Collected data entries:
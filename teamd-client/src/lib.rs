//! Client library for the teamd coordination daemon.
//!
//! Mutating tools route through the daemon's HTTP API, never direct
//! file I/O. The guard half of the crate turns daemon answers into
//! block/allow decisions for a host agent's tool invocations; every
//! failure is a deny, never a spurious allow.

pub mod discovery;
pub mod guard;

use serde::Deserialize;
use serde_json::{json, Value};
use tracing::debug;

use team_common::types::{InboxEvent, Lease, Task, Thread, ThreadMessage};

use crate::discovery::Discovery;

#[derive(Debug, thiserror::Error)]
pub enum ClientError {
    #[error("daemon not reachable: {0}")]
    Transport(String),
    #[error("{code}: {message}")]
    Api {
        status: u16,
        code: String,
        message: String,
    },
    #[error("invalid response: {0}")]
    InvalidResponse(String),
}

pub type ClientResult<T> = Result<T, ClientError>;

#[derive(Debug, Clone, Deserialize)]
#[serde(rename_all = "camelCase")]
pub struct ClaimResponse {
    pub task: Task,
    pub lease: Lease,
}

#[derive(Debug, Clone, Deserialize)]
#[serde(rename_all = "camelCase")]
pub struct CreateTaskResponse {
    pub task: Task,
    pub created: bool,
}

#[derive(Debug, Clone, Deserialize)]
#[serde(rename_all = "camelCase")]
pub struct ThreadTailResponse {
    pub thread: Thread,
    pub messages: Vec<ThreadMessage>,
}

#[derive(Debug, Clone, Deserialize)]
#[serde(rename_all = "camelCase")]
pub struct InboxPage {
    pub events: Vec<InboxEvent>,
    pub next_since: u64,
}

#[derive(Debug, Clone, Deserialize)]
#[serde(rename_all = "camelCase")]
pub struct CanWrite {
    pub allow: bool,
    pub reason: String,
}

/// Authenticated HTTP client bound to one discovered daemon identity.
pub struct TeamdClient {
    http: reqwest::Client,
    base_url: String,
    token: String,
    team_id: String,
    agent_id: String,
}

impl TeamdClient {
    pub fn new(discovery: Discovery) -> Self {
        Self {
            http: reqwest::Client::new(),
            base_url: discovery.url.trim_end_matches('/').to_string(),
            token: discovery.token,
            team_id: discovery.team_id,
            agent_id: discovery.agent_id,
        }
    }

    pub fn agent_id(&self) -> &str {
        &self.agent_id
    }

    pub fn team_id(&self) -> &str {
        &self.team_id
    }

    async fn post<T: for<'de> Deserialize<'de>>(
        &self,
        path: &str,
        body: Value,
        idempotency_key: Option<&str>,
    ) -> ClientResult<T> {
        let mut request = self
            .http
            .post(format!("{}{}", self.base_url, path))
            .bearer_auth(&self.token)
            .json(&body);
        if let Some(key) = idempotency_key {
            request = request.header("Idempotency-Key", key);
        }
        let response = request
            .send()
            .await
            .map_err(|err| ClientError::Transport(err.to_string()))?;
        Self::decode(response).await
    }

    async fn get<T: for<'de> Deserialize<'de>>(&self, path: &str) -> ClientResult<T> {
        let response = self
            .http
            .get(format!("{}{}", self.base_url, path))
            .bearer_auth(&self.token)
            .send()
            .await
            .map_err(|err| ClientError::Transport(err.to_string()))?;
        Self::decode(response).await
    }

    async fn decode<T: for<'de> Deserialize<'de>>(
        response: reqwest::Response,
    ) -> ClientResult<T> {
        let status = response.status().as_u16();
        let body: Value = response
            .json()
            .await
            .map_err(|err| ClientError::InvalidResponse(err.to_string()))?;
        if !(200..300).contains(&status) {
            return Err(ClientError::Api {
                status,
                code: body["error"]["code"]
                    .as_str()
                    .unwrap_or("INTERNAL_ERROR")
                    .to_string(),
                message: body["error"]["message"].as_str().unwrap_or("").to_string(),
            });
        }
        serde_json::from_value(body).map_err(|err| ClientError::InvalidResponse(err.to_string()))
    }

    pub async fn create_task(
        &self,
        title: &str,
        description: &str,
        deps: &[String],
        resources: &[String],
        idempotency_key: Option<&str>,
    ) -> ClientResult<CreateTaskResponse> {
        self.post(
            "/v1/tasks",
            json!({
                "teamId": self.team_id,
                "title": title,
                "description": description,
                "deps": deps,
                "resources": resources,
            }),
            idempotency_key,
        )
        .await
    }

    pub async fn claim_task(
        &self,
        task_id: &str,
        ttl_ms: Option<u64>,
    ) -> ClientResult<ClaimResponse> {
        let mut body = json!({ "teamId": self.team_id, "agentId": self.agent_id });
        if let Some(ttl) = ttl_ms {
            body["ttlMs"] = json!(ttl);
        }
        self.post(&format!("/v1/tasks/{task_id}/claim"), body, None)
            .await
    }

    pub async fn renew_task(
        &self,
        task_id: &str,
        epoch: u64,
        ttl_ms: Option<u64>,
    ) -> ClientResult<ClaimResponse> {
        let mut body = json!({
            "teamId": self.team_id,
            "agentId": self.agent_id,
            "epoch": epoch,
        });
        if let Some(ttl) = ttl_ms {
            body["ttlMs"] = json!(ttl);
        }
        self.post(&format!("/v1/tasks/{task_id}/renew"), body, None)
            .await
    }

    pub async fn complete_task(&self, task_id: &str, epoch: u64) -> ClientResult<Task> {
        #[derive(Deserialize)]
        struct TaskEnvelope {
            task: Task,
        }
        let envelope: TaskEnvelope = self
            .post(
                &format!("/v1/tasks/{task_id}/complete"),
                json!({ "teamId": self.team_id, "agentId": self.agent_id, "epoch": epoch }),
                None,
            )
            .await?;
        Ok(envelope.task)
    }

    pub async fn fail_task(&self, task_id: &str, epoch: u64) -> ClientResult<Task> {
        #[derive(Deserialize)]
        struct TaskEnvelope {
            task: Task,
        }
        let envelope: TaskEnvelope = self
            .post(
                &format!("/v1/tasks/{task_id}/fail"),
                json!({ "teamId": self.team_id, "agentId": self.agent_id, "epoch": epoch }),
                None,
            )
            .await?;
        Ok(envelope.task)
    }

    pub async fn get_task(&self, task_id: &str) -> ClientResult<Task> {
        #[derive(Deserialize)]
        struct TaskEnvelope {
            task: Task,
        }
        let envelope: TaskEnvelope = self
            .get(&format!("/v1/tasks/{task_id}?teamId={}", self.team_id))
            .await?;
        Ok(envelope.task)
    }

    pub async fn list_tasks(&self) -> ClientResult<Vec<Task>> {
        #[derive(Deserialize)]
        struct TasksEnvelope {
            tasks: Vec<Task>,
        }
        let envelope: TasksEnvelope =
            self.get(&format!("/v1/tasks?teamId={}", self.team_id)).await?;
        Ok(envelope.tasks)
    }

    pub async fn start_thread(
        &self,
        title: &str,
        participants: &[String],
        task_id: Option<&str>,
    ) -> ClientResult<Thread> {
        #[derive(Deserialize)]
        struct ThreadEnvelope {
            thread: Thread,
        }
        let mut body = json!({
            "teamId": self.team_id,
            "title": title,
            "participants": participants,
            "originator": self.agent_id,
        });
        if let Some(task_id) = task_id {
            body["taskId"] = json!(task_id);
        }
        let envelope: ThreadEnvelope = self.post("/v1/threads", body, None).await?;
        Ok(envelope.thread)
    }

    pub async fn post_message(
        &self,
        thread_id: &str,
        body: &str,
    ) -> ClientResult<ThreadMessage> {
        #[derive(Deserialize)]
        struct MessageEnvelope {
            message: ThreadMessage,
        }
        let envelope: MessageEnvelope = self
            .post(
                &format!("/v1/threads/{thread_id}/messages"),
                json!({ "teamId": self.team_id, "agentId": self.agent_id, "body": body }),
                None,
            )
            .await?;
        Ok(envelope.message)
    }

    pub async fn thread_tail(
        &self,
        thread_id: &str,
        limit: usize,
    ) -> ClientResult<ThreadTailResponse> {
        self.get(&format!(
            "/v1/threads/{thread_id}/tail?teamId={}&limit={limit}",
            self.team_id
        ))
        .await
    }

    pub async fn search_threads(&self, query: &str) -> ClientResult<Vec<Thread>> {
        #[derive(Deserialize)]
        struct ThreadsEnvelope {
            threads: Vec<Thread>,
        }
        let envelope: ThreadsEnvelope = self
            .get(&format!(
                "/v1/threads/search?teamId={}&q={}",
                self.team_id,
                urlencode(query)
            ))
            .await?;
        Ok(envelope.threads)
    }

    pub async fn link_thread(&self, thread_id: &str, task_id: &str) -> ClientResult<Thread> {
        #[derive(Deserialize)]
        struct ThreadEnvelope {
            thread: Thread,
        }
        let envelope: ThreadEnvelope = self
            .post(
                &format!("/v1/threads/{thread_id}/link"),
                json!({ "teamId": self.team_id, "taskId": task_id }),
                None,
            )
            .await?;
        Ok(envelope.thread)
    }

    pub async fn fetch_inbox(&self, since: u64) -> ClientResult<InboxPage> {
        self.get(&format!(
            "/v1/inbox?teamId={}&agentId={}&since={since}",
            self.team_id, self.agent_id
        ))
        .await
    }

    /// Write-permission probe. Every transport or API failure is a
    /// deny; the daemon's structured answer passes through unchanged.
    pub async fn can_write(&self, path: &str) -> CanWrite {
        let result: ClientResult<CanWrite> = self
            .get(&format!(
                "/v1/can-write?teamId={}&agentId={}&path={}",
                self.team_id,
                self.agent_id,
                urlencode(path)
            ))
            .await;
        match result {
            Ok(decision) => decision,
            Err(err) => {
                debug!("can-write probe failed: {err}");
                CanWrite {
                    allow: false,
                    reason: "can_write_check_failed".to_string(),
                }
            }
        }
    }
}

/// Minimal percent-encoding for query values.
fn urlencode(raw: &str) -> String {
    let mut encoded = String::with_capacity(raw.len());
    for byte in raw.bytes() {
        match byte {
            b'A'..=b'Z' | b'a'..=b'z' | b'0'..=b'9' | b'-' | b'_' | b'.' | b'~' | b'/' => {
                encoded.push(byte as char)
            }
            other => encoded.push_str(&format!("%{other:02X}")),
        }
    }
    encoded
}

#[cfg(test)]
mod tests {
    use super::*;

    #[test]
    fn query_values_are_percent_encoded() {
        assert_eq!(urlencode("src/main.rs"), "src/main.rs");
        assert_eq!(urlencode("a b"), "a%20b");
        assert_eq!(urlencode("../x"), "../x");
        assert_eq!(urlencode("q&r=1"), "q%26r%3D1");
    }
}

Exercise goal: Identify the lines in the records above that contain the word "urlencode", then state how many there are and nothing more.

Result of this exercise: 7